Each line of the data that includes "AgentClient" must be copied.
-------- DATA LISTING --------
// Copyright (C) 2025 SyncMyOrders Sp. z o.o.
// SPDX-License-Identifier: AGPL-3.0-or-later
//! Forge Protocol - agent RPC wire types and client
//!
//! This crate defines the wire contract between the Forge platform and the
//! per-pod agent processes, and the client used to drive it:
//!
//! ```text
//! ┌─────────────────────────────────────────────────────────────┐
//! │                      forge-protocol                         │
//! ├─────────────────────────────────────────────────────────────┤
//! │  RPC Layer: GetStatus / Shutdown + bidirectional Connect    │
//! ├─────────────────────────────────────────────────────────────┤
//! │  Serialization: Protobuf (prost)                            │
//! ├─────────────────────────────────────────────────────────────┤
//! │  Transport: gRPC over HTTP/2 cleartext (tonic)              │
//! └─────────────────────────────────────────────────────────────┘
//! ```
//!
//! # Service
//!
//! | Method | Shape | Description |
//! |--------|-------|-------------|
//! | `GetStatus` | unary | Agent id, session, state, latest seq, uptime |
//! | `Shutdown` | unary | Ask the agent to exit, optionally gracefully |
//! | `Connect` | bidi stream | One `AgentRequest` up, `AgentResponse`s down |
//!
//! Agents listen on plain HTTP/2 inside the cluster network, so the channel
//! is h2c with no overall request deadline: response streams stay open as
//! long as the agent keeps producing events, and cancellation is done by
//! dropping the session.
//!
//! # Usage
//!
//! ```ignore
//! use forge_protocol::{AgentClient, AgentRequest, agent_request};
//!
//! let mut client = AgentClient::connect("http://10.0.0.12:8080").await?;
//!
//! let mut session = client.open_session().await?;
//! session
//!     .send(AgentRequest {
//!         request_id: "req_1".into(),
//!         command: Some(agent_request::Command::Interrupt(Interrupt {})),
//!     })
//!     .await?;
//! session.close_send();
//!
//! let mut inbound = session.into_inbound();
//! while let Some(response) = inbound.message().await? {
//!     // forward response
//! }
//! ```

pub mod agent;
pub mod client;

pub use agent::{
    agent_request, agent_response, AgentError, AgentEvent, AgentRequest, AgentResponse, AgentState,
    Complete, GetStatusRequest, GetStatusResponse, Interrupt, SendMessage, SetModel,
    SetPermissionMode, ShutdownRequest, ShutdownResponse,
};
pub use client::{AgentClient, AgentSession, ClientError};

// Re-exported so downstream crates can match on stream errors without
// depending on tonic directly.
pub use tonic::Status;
--------
-------- DATA LISTING --------
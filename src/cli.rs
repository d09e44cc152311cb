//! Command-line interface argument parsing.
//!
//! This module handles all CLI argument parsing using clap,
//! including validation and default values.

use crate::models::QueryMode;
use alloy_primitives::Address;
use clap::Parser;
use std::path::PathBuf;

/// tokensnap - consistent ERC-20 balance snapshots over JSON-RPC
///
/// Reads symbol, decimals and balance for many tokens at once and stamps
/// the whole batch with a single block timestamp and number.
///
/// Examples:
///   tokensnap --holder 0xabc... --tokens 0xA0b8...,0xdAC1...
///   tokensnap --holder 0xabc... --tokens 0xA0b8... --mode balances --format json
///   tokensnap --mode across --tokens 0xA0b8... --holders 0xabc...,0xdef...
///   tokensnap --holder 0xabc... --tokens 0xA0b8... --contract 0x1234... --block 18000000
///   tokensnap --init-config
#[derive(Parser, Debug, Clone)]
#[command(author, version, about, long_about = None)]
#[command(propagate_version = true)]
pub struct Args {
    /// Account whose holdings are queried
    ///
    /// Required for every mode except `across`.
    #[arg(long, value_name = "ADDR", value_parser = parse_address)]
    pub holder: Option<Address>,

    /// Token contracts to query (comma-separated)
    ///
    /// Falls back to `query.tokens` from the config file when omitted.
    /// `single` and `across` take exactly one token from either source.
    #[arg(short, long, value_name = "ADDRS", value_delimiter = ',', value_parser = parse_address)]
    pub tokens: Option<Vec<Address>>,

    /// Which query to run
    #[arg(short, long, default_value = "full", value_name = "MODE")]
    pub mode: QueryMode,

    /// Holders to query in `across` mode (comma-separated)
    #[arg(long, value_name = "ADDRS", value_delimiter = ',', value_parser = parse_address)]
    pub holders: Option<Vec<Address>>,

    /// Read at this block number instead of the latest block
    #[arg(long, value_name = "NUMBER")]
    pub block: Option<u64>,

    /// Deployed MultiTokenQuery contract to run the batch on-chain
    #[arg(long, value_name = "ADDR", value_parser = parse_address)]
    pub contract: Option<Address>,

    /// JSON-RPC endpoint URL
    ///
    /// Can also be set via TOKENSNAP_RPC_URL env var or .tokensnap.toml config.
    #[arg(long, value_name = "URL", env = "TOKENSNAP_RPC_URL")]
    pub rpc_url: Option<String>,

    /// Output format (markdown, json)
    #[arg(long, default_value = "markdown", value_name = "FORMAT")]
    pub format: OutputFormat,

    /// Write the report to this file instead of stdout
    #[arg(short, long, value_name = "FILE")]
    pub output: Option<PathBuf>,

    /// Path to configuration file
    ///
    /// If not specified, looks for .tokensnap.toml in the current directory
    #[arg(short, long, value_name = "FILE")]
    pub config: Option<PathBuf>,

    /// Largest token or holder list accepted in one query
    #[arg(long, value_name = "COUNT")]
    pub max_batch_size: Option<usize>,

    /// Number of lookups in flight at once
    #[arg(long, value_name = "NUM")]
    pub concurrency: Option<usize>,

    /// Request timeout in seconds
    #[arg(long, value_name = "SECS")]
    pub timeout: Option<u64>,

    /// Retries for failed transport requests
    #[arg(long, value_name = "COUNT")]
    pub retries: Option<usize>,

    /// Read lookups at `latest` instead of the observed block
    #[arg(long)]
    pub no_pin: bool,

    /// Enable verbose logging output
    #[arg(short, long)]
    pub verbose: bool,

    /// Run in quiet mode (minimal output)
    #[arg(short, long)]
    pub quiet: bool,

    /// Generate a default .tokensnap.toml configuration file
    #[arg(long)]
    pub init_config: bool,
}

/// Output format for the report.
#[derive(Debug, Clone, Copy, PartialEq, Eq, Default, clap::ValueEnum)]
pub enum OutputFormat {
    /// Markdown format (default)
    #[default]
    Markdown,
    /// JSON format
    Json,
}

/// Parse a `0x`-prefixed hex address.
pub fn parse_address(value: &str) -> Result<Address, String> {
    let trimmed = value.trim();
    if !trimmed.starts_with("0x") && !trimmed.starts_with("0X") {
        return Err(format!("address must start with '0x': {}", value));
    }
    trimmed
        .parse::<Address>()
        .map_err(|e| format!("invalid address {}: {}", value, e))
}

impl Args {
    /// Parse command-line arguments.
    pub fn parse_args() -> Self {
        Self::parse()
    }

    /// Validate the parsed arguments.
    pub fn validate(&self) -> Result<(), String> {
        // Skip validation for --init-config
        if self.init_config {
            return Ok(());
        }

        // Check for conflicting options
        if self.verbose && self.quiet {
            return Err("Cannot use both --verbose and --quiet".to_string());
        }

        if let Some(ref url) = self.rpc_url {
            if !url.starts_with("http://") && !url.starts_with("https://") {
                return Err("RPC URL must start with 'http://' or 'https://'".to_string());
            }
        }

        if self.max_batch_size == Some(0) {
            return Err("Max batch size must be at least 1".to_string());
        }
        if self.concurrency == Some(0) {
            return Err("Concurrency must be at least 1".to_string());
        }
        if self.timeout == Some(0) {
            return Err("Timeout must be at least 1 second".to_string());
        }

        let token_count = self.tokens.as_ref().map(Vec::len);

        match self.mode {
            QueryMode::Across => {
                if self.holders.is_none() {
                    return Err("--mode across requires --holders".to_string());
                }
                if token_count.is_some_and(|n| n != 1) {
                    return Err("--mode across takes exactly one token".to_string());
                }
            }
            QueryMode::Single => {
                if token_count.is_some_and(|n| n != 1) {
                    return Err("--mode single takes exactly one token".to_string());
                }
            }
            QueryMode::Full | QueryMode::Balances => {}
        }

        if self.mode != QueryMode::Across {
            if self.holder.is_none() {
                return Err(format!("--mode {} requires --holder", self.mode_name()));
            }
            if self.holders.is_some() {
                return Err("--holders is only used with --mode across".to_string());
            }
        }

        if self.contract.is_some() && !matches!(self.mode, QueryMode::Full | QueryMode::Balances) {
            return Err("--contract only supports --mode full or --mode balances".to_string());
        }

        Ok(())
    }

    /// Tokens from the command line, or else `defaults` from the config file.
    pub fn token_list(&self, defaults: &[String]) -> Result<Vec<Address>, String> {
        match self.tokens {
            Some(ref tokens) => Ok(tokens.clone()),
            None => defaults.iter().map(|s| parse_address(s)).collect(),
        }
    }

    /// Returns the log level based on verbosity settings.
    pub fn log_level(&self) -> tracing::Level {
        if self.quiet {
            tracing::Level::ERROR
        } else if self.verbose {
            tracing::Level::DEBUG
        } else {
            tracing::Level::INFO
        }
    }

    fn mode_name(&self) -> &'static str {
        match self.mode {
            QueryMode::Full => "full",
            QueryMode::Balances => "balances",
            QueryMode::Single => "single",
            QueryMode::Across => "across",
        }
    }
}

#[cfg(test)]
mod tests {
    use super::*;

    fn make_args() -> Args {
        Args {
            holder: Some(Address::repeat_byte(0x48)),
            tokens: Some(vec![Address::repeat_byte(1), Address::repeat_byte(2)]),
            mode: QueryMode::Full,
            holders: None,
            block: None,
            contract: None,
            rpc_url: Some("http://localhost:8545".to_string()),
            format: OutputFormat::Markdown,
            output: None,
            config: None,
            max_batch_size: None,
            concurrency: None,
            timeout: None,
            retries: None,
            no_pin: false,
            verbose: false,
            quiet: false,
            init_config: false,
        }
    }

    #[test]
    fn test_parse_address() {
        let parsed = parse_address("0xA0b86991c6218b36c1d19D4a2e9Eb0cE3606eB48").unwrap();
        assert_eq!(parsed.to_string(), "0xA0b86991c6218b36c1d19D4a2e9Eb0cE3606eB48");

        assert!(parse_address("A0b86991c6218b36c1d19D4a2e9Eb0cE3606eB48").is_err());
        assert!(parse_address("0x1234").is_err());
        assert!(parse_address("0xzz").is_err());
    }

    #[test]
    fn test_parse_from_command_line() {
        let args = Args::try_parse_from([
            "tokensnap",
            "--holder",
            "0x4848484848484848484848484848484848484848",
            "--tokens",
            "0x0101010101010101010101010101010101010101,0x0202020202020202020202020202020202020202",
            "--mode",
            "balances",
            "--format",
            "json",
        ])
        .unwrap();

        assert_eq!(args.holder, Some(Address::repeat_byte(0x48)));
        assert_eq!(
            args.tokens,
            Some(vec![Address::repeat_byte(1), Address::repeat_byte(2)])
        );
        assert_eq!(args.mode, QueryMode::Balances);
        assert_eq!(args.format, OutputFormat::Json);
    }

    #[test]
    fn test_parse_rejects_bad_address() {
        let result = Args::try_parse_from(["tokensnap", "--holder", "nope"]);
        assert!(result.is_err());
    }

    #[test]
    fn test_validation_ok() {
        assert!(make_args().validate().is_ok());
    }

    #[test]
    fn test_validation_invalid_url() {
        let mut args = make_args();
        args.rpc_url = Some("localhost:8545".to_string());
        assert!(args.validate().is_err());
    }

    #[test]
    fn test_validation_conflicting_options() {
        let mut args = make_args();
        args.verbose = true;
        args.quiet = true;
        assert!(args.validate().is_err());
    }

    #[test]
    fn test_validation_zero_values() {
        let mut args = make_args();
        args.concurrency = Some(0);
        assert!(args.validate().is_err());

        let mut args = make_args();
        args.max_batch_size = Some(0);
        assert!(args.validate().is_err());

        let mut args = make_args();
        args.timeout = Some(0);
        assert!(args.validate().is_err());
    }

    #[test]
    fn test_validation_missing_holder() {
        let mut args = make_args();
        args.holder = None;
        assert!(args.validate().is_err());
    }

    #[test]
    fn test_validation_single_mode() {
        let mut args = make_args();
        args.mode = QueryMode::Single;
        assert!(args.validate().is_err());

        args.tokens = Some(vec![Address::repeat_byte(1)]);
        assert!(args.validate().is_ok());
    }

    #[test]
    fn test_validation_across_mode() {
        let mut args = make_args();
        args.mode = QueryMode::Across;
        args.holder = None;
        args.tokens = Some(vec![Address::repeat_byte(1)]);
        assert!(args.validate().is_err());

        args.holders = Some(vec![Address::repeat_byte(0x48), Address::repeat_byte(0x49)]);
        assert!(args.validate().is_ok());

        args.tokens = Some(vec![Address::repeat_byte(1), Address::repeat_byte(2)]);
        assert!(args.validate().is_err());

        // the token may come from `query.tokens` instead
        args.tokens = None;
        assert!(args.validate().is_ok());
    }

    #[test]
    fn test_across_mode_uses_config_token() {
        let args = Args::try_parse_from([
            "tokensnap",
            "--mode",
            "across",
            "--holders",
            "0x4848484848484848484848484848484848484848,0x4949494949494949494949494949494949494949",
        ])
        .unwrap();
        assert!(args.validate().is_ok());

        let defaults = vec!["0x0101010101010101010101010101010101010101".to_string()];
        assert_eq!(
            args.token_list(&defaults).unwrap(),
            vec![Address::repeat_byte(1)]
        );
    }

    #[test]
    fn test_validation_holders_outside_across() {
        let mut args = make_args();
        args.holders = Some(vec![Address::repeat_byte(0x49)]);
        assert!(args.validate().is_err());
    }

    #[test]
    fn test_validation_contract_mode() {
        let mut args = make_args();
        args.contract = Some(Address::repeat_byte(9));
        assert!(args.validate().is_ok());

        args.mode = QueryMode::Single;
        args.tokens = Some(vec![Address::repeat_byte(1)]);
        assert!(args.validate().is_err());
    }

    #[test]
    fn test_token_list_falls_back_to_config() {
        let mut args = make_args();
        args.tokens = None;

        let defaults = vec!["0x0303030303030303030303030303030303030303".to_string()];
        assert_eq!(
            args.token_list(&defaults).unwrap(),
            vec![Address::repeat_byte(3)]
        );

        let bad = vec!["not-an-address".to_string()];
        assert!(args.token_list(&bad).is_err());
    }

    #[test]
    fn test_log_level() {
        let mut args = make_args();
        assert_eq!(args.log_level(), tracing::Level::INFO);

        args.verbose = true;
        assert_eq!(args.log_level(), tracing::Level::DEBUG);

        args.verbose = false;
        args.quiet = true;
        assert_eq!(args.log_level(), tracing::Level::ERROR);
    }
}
--------
THE ANSWER
//! use forge_protocol::{AgentClient, AgentRequest, agent_request};
//! let mut client = AgentClient::connect("http://10.0.0.12:8080").await?;
pub use client::{AgentClient, AgentSession, ClientError};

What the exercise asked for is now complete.